AP PHYSICS C: MECHANICS • ENERGY AND MOMENTUM OF ROTATING SYSTEMS

Angular Momentum and Angular Impulse

Understanding how torque changes rotational motion through the rotational analog of Newton's second law.

SECTION 1

Historical Context & Motivation

The concept of angular momentum has deep roots in the study of celestial mechanics, where early astronomers sought to explain why planets sweep out equal areas in equal times as they orbit the Sun. Although the formal mathematical language took centuries to develop, the intuition that spinning and orbiting objects possess a conserved quantity of rotational motion guided physicists from Kepler's empirical laws through Newton's grand synthesis and beyond. Understanding angular momentum ultimately unified the treatment of translational and rotational dynamics, providing one of the most powerful conservation laws in all of physics.

1609
Kepler's Second Law
Johannes Kepler published his second law of planetary motion, stating that a line connecting a planet to the Sun sweeps out equal areas in equal time intervals—an implicit statement of angular momentum conservation for central-force orbits.
1687
Newton's Principia
Isaac Newton formalized the laws of motion and universal gravitation, providing the mathematical framework from which angular momentum and torque could be rigorously derived. His treatment of rotational dynamics linked force, lever arm, and the time rate of change of rotational motion.
1736
Euler's Rigid Body Dynamics
Leonhard Euler extended Newton's laws to rotating rigid bodies, introducing the concept of moment of inertia and deriving the rotational equations of motion that formalize angular momentum for continuous mass distributions.
1788
Lagrange's Analytical Mechanics
Joseph-Louis Lagrange demonstrated that conservation of angular momentum arises from rotational symmetry in his analytical mechanics framework, foreshadowing Noether's theorem by more than a century.
1918
Noether's Theorem
Emmy Noether proved that every continuous symmetry of a physical system corresponds to a conserved quantity. Rotational invariance of the Lagrangian yields conservation of angular momentum, placing this law on the deepest possible theoretical footing.

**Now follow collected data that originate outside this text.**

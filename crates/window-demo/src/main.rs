// File: crates/window-demo/src/main.rs
// Summary: Windowed demo: the chart redraws through a ResizeBus fed by winit, then is blitted (CPU) with softbuffer.
// Any key cycles bar -> line -> doughnut -> empty state. An optional JSON config path is shown first.

use anyhow::{Context, Result};
use minichart_core::{
    Chart, ChartBuilder, ChartConfig, ChartOptions, ChartType, ColorSpec, Cutout, Dataset, LogicalSize, ResizeBus, ResizeEvent,
    SkiaSurface,
};
use std::num::NonZeroU32;
use tracing::{debug, info};
use winit::event::{ElementState, Event, WindowEvent};
use winit::event_loop::{ControlFlow, EventLoop};
use winit::window::WindowBuilder;

/// Window background the transparent chart is composited over.
const BACKGROUND: [u32; 3] = [255, 255, 255];

fn main() -> Result<()> {
    let _ = minichart_core::init_default_tracing();

    let mut configs = demo_configs();
    if let Some(path) = std::env::args().nth(1) {
        let text = std::fs::read_to_string(&path).with_context(|| format!("reading {path}"))?;
        configs.insert(0, ChartConfig::from_json(&text).with_context(|| format!("parsing {path}"))?);
    }

    let event_loop = EventLoop::new();
    let window = WindowBuilder::new()
        .with_title("Minichart - Window Demo")
        .with_inner_size(winit::dpi::LogicalSize::new(800.0, 480.0))
        .build(&event_loop)
        .context("build window")?;

    let context = unsafe { softbuffer::Context::new(&window) }.map_err(|e| anyhow::anyhow!("softbuffer context: {e}"))?;
    let mut frame_surface =
        unsafe { softbuffer::Surface::new(&context, &window) }.map_err(|e| anyhow::anyhow!("softbuffer surface: {e}"))?;

    // The window stands in for the host's layout observer.
    let bus = ResizeBus::new();
    let scale = window.scale_factor();
    let logical: winit::dpi::LogicalSize<f32> = window.inner_size().to_logical(scale);
    let surface = SkiaSurface::new(LogicalSize::new(logical.width, logical.height), scale as f32);
    let mut idx = 0usize;
    let mut chart = ChartBuilder::new().observe(&bus).create(surface, configs[idx].clone());
    info!(drawn = chart.last_outcome().is_drawn(), "initial render");

    event_loop.run(move |event, _, cf| {
        *cf = ControlFlow::Wait;
        match event {
            Event::WindowEvent { event, .. } => match event {
                WindowEvent::CloseRequested => *cf = ControlFlow::Exit,
                WindowEvent::Resized(physical) => {
                    let scale = window.scale_factor();
                    let logical: winit::dpi::LogicalSize<f32> = physical.to_logical(scale);
                    bus.notify(ResizeEvent::new(LogicalSize::new(logical.width, logical.height)).with_pixel_ratio(scale as f32));
                    window.request_redraw();
                }
                WindowEvent::ScaleFactorChanged { scale_factor, new_inner_size } => {
                    let logical: winit::dpi::LogicalSize<f32> = new_inner_size.to_logical(scale_factor);
                    bus.notify(
                        ResizeEvent::new(LogicalSize::new(logical.width, logical.height)).with_pixel_ratio(scale_factor as f32),
                    );
                    window.request_redraw();
                }
                WindowEvent::KeyboardInput { input, .. } if input.state == ElementState::Pressed => {
                    idx = (idx + 1) % configs.len();
                    let outcome = chart.update(Some(configs[idx].clone()));
                    debug!(chart_type = configs[idx].chart_type.name(), ?outcome, "switched chart");
                    window.request_redraw();
                }
                _ => {}
            },
            Event::RedrawRequested(_) => {
                if let Err(err) = blit(&mut chart, &mut frame_surface) {
                    eprintln!("present error: {err:#}");
                }
            }
            _ => {}
        }
    })
}

/// Copy the chart's backing pixels into the window buffer, compositing over `BACKGROUND`.
fn blit(chart: &mut Chart<SkiaSurface>, frame_surface: &mut softbuffer::Surface) -> Result<()> {
    let (rgba, w, h) = chart.surface_mut().read_rgba8()?;
    let (Some(nw), Some(nh)) = (NonZeroU32::new(w), NonZeroU32::new(h)) else {
        return Ok(());
    };
    frame_surface.resize(nw, nh).map_err(|e| anyhow::anyhow!("resize: {e}"))?;
    let mut frame = frame_surface.buffer_mut().map_err(|e| anyhow::anyhow!("buffer: {e}"))?;
    for (dst, px) in frame.iter_mut().zip(rgba.chunks_exact(4)) {
        let a = px[3] as u32;
        let over = |c: u8, bg: u32| (c as u32 * a + bg * (255 - a)) / 255;
        let (r, g, b) = (over(px[0], BACKGROUND[0]), over(px[1], BACKGROUND[1]), over(px[2], BACKGROUND[2]));
        // softbuffer expects 0RGB
        *dst = (r << 16) | (g << 8) | b;
    }
    frame.present().map_err(|e| anyhow::anyhow!("present: {e}"))?;
    Ok(())
}

fn demo_configs() -> Vec<ChartConfig> {
    let quarters = ["Q1", "Q2", "Q3", "Q4"];
    vec![
        ChartConfig::new(ChartType::Bar, quarters)
            .with_dataset(Dataset::new("Inflow", vec![12_400.0, 13_900.0, 11_200.0, 15_800.0]))
            .with_dataset(Dataset::new("Outflow", vec![9_800.0, 12_100.0, 12_900.0, 10_300.0])),
        ChartConfig::new(ChartType::Line, quarters).with_dataset(
            Dataset::new("Balance", vec![2_600.0, 4_400.0, 2_700.0, 8_200.0])
                .with_border(ColorSpec::single("rgba(13,110,253,.85)")),
        ),
        ChartConfig::new(ChartType::Doughnut, ["Rent", "Food", "Transport", "Other"])
            .with_dataset(Dataset::new("Spend", vec![45.0, 25.0, 10.0, 20.0]))
            .with_options(ChartOptions::default().with_cutout(Cutout::Percent(60.0))),
        ChartConfig::new(ChartType::Pie, ["None"]).with_dataset(Dataset::new("Spend", vec![0.0])),
    ]
}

The central question that angular momentum addresses is straightforward yet profound: how do we quantify rotational motion, and under what conditions does it change or remain constant? Just as linear momentum p = mv captures translational inertia, angular momentum captures the tendency of a rotating system to keep spinning. The concept of angular impulse—the rotational analog of linear impulse—then answers the follow-up question: what agent changes angular momentum, and by how much? Mastering these ideas is essential for the AP Physics C: Mechanics exam, where problems involving spinning disks, orbiting satellites, and colliding rotational systems appear frequently.

SECTION 2

Core Principles & Definitions

Angular momentum and angular impulse rest on a small set of foundational ideas that mirror their translational counterparts. In translational mechanics, momentum is the product of mass and velocity, and impulse is the integral of force over time. The rotational analogs replace mass with moment of inertia, velocity with angular velocity, and force with torque. By building on these parallels, you can leverage your existing understanding of linear dynamics to master rotational problems efficiently.

1

Angular Momentum (L)

For a rigid body rotating about a fixed axis, L = Iω, where I is the moment of inertia and ω is the angular velocity. For a particle, L = r × p, the cross product of the position vector and linear momentum. Angular momentum is a vector quantity measured in kg·m²/s.
2

Torque (τ)

Torque is the rotational analog of force, defined as τ = r × F. The net external torque on a system equals the time rate of change of its angular momentum: τnet = dL/dt. This is Newton's second law for rotation.
3

Angular Impulse (J)

Angular impulse is the integral of net torque over a time interval: J = ∫τ dt = ΔL. It quantifies the total change in angular momentum produced by a torque acting over time. For a constant torque, J = τΔt.
4

Conservation of Angular Momentum

When the net external torque on a system is zero, angular momentum is conserved: Li = Lf. This principle governs figure skaters pulling in their arms, collapsing stars, and collisions on turntables.
5

Particle vs. Rigid Body Formulations

For a single particle, angular momentum about a point is L = r × mv, with magnitude L = mvr sin θ. For an extended rigid body rotating about a symmetry axis, the scalar form L = Iω suffices. Both formulations are essential for AP Physics C problems.
✦ KEY TAKEAWAY
Think of angular momentum as the rotational version of a freight train's inertia. A massive train moving at speed is hard to stop—it takes a large force applied over a long time (impulse) to bring it to rest. Similarly, a heavy flywheel spinning fast has enormous angular momentum, and bringing it to rest requires a large torque sustained over a long time interval (angular impulse). The angular impulse–momentum theorem is the bridge: ∫τ dt = ΔL, exactly as ∫F dt = Δp in the linear case.
SECTION 3

Visual Explanation

Angular Momentum of a Particle and a Rigid Body

Particle Angular MomentumRigid Body Angular MomentumO (pivot)rmp = mvθL = r × p(out of page)|L| = r·m·v·sin θ = mvr⊥Direction: right-hand ruleaxis of rotationRωL = Iωdisk (I = ½MR²)L = Iω (along rotation axis)Direction: right-hand rule along ω
Left: Angular momentum of a particle of mass m with position vector r and momentum p about pivot O. The angular momentum vector L = r × p points out of the page by the right-hand rule. Right: A disk rotating about its central axis has angular momentum L = Iω directed along the axis of rotation.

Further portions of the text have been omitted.